## WHAT TO WORK ON
For the string "HashMap", state how many lines of the data hold it. Give nothing besides the number.

SOURCE MATERIAL Start Marker

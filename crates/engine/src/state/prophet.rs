//! Prediction: turn the model into a budgeted prefetch plan.

use super::inner::StateInner;
use crate::{Error, Map, utils::kb};
use humansize::{DECIMAL, format_size_i};
use itertools::Itertools;
use std::collections::HashMap;
use tracing::{debug, trace, warn};

impl StateInner {
    /// Accumulate prediction bids and issue the resulting readahead.
    #[tracing::instrument(skip(self))]
    pub(crate) fn prophet_predict(&mut self) -> Result<(), Error> {
        // reset the scratch probabilities we are about to compute
        for exe in self.exes.values() {
            exe.zero_lnprob();
        }
        for map in &self.maps {
            map.zero_lnprob();
        }

        // pairwise chains bid first
        for exe in self.exes.values() {
            exe.markov_bid_in_exes(
                self.config.model.usecorrelation,
                self.time,
                self.config.model.cycle.as_secs_f64(),
            )?;
        }
        trace!("markov chains done bidding");

        // then the sequence model
        self.vomm
            .predict(&self.exes, self.last_running_timestamp);

        if tracing::enabled!(tracing::Level::TRACE) {
            for exe in self.exes.values() {
                trace!(lnprob = exe.lnprob(), path = ?exe.path(), "lnprob of exe");
            }
        }

        self.prophet_readahead()
    }

    /// Convert exe probabilities into a map-level plan bounded by the
    /// memory budget, and hand it to the prefetch controller.
    fn prophet_readahead(&mut self) -> Result<(), Error> {
        let memstat = match self.memory_probe.memstat() {
            Ok(memstat) => memstat,
            Err(err) => {
                warn!(%err, "cannot read memory statistics, skipping prefetch");
                return Ok(());
            }
        };
        self.memstat = memstat;
        self.memstat_timestamp = self.time;

        let budget = self.budget_kb(&memstat);
        let plan = self.assemble_plan(budget);

        if plan.is_empty() {
            debug!("nothing to prefetch");
            return Ok(());
        }

        let mut maps: Vec<Map> = plan.into_iter().map(|(map, _)| map).collect();
        let planned: u64 = maps.iter().map(|map| kb(map.length())).sum();
        trace!(
            "{} available for prefetching, using {} of it",
            format_size_i(budget * 1024, DECIMAL),
            format_size_i(planned as i64 * 1024, DECIMAL),
        );

        let submitted = self
            .controller
            .readahead(&mut maps, self.prefetch_backend.as_ref());
        debug!(
            num_maps = self.maps.len(),
            planned = maps.len(),
            submitted,
            "prefetch pass done"
        );
        Ok(())
    }

    /// Memory we are allowed to fill this cycle, in kilobytes.
    pub(crate) fn budget_kb(&self, memstat: &crate::MemStat) -> i64 {
        let model = &self.config.model;
        let mut avail = i64::from(model.memtotal) * memstat.total as i64 / 100
            + i64::from(model.memfree) * memstat.free as i64 / 100;
        avail = avail.max(0);
        avail += i64::from(model.memcached) * memstat.cached as i64 / 100
            + i64::from(model.membuffers) * memstat.buffers as i64 / 100;
        avail
    }

    /// Walk exes in descending need probability, then their maps in
    /// descending weight, until the budget runs out. Each map appears at
    /// most once, keeping its best bid.
    pub(crate) fn assemble_plan(&self, budget_kb: i64) -> Vec<(Map, f64)> {
        let minprob = self.config.model.minprob;

        let candidates = self
            .exes
            .values()
            .filter(|exe| !exe.is_running(self.last_running_timestamp))
            .map(|exe| (exe.clone(), 1.0 - exe.lnprob().exp()))
            .filter(|(_, priority)| *priority >= minprob)
            .sorted_by(|a, b| b.1.total_cmp(&a.1));

        let mut remaining = budget_kb;
        let mut plan: Vec<(Map, f64)> = Vec::new();
        let mut index: HashMap<Map, usize> = HashMap::new();

        'exes: for (exe, priority) in candidates {
            let exemaps = exe
                .exemaps()
                .into_iter()
                .sorted_by(|a, b| b.prob.total_cmp(&a.prob));

            for exemap in exemaps {
                if remaining <= 0 {
                    break 'exes;
                }
                let bid = priority * exemap.prob;
                if let Some(&slot) = index.get(&exemap.map) {
                    if bid > plan[slot].1 {
                        plan[slot].1 = bid;
                    }
                    continue;
                }
                let map_kb = kb(exemap.map.length()) as i64;
                if map_kb > remaining {
                    continue;
                }
                remaining -= map_kb;
                index.insert(exemap.map.clone(), plan.len());
                plan.push((exemap.map, bid));
            }
        }

        plan
    }
}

SOURCE MATERIAL End Marker

## TASK RESPONSE
2